Provided information:
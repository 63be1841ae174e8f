//! Error formatting helpers for stable, deterministic test assertions.

use std::error::Error;

/// Join an error and its sources (outermost → root cause) for stable
/// assertions.
///
/// # Examples
///
/// ```ignore
/// let err = std::io::Error::new(std::io::ErrorKind::Other, "oops");
/// assert_eq!(display_error_chain(&err), "oops");
/// ```
pub fn display_error_chain(e: &(dyn Error + 'static)) -> String {
    // `std::error::Error::sources` is unstable; traverse via `source` instead.
    let mut current: Option<&(dyn Error + 'static)> = Some(e);
    std::iter::from_fn(|| {
        let err = current?;
        current = err.source();
        Some(err.to_string())
    })
    .collect::<Vec<_>>()
    .join(": ")
}
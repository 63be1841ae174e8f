//! Test utilities for driving graphrun end to end.
//!
//! This crate provides fake `tsc` and `node` executables, a throwaway
//! repository layout, and error formatting helpers used across the
//! integration tests.

pub mod error;
pub mod fake_tool;
pub mod workspace;

pub use error::display_error_chain;
pub use fake_tool::{FakeTool, fake_analyzer, fake_compiler, fake_exit};
pub use workspace::Workspace;
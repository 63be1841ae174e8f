//! Recursive discovery of pipeline input sources.
//!
//! [`SourceCollector`] walks the sources directory lazily. Nothing in the
//! stage pipeline consumes it yet; it exists for callers that want every
//! sample file below `sources/`.

use crate::error::SourceError;
use camino::{Utf8Path, Utf8PathBuf};
use walkdir::WalkDir;

/// Restartable walker over the regular files below a root directory.
///
/// Each call to [`files`](Self::files) starts a fresh traversal, so the same
/// collector can be iterated any number of times.
#[derive(Debug, Clone, PartialEq, Eq)]
pub struct SourceCollector {
    root: Utf8PathBuf,
}

impl SourceCollector {
    /// Collector rooted at `root`.
    #[must_use]
    pub fn new(root: impl Into<Utf8PathBuf>) -> Self {
        Self { root: root.into() }
    }

    /// Directory the walk starts from.
    #[must_use]
    pub fn root(&self) -> &Utf8Path {
        &self.root
    }

    /// Lazily yield every regular file below the root.
    ///
    /// Entries within a directory are visited in file-name order and
    /// symbolic links are followed. Directories are descended into but never
    /// yielded. Traversal errors are yielded in place and do not stop the
    /// walk.
    pub fn files(&self) -> impl Iterator<Item = Result<Utf8PathBuf, SourceError>> + '_ {
        WalkDir::new(&self.root)
            .follow_links(true)
            .sort_by_file_name()
            .into_iter()
            .filter_map(move |entry| match entry {
                Ok(file) if file.file_type().is_file() => Some(
                    Utf8PathBuf::from_path_buf(file.into_path())
                        .map_err(|path| SourceError::NonUtf8 { path }),
                ),
                Ok(_) => None,
                Err(source) => Some(Err(SourceError::Walk {
                    root: self.root.clone(),
                    source,
                })),
            })
    }

    /// Eagerly collect every file path.
    ///
    /// # Errors
    ///
    /// Returns the first traversal error encountered.
    pub fn collect(&self) -> Result<Vec<Utf8PathBuf>, SourceError> {
        self.files().collect()
    }
}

Work item: Extract the lines of the preceding material that run from the line with "pub fn new(root: impl" through the line with "pub fn files(&self)", inclusive, reproducing them exactly and adding nothing.

Worked solution:
    pub fn new(root: impl Into<Utf8PathBuf>) -> Self {
        Self { root: root.into() }
    }

    /// Directory the walk starts from.
    #[must_use]
    pub fn root(&self) -> &Utf8Path {
        &self.root
    }

    /// Lazily yield every regular file below the root.
    ///
    /// Entries within a directory are visited in file-name order and
    /// symbolic links are followed. Directories are descended into but never
    /// yielded. Traversal errors are yielded in place and do not stop the
    /// walk.
    pub fn files(&self) -> impl Iterator<Item = Result<Utf8PathBuf, SourceError>> + '_ {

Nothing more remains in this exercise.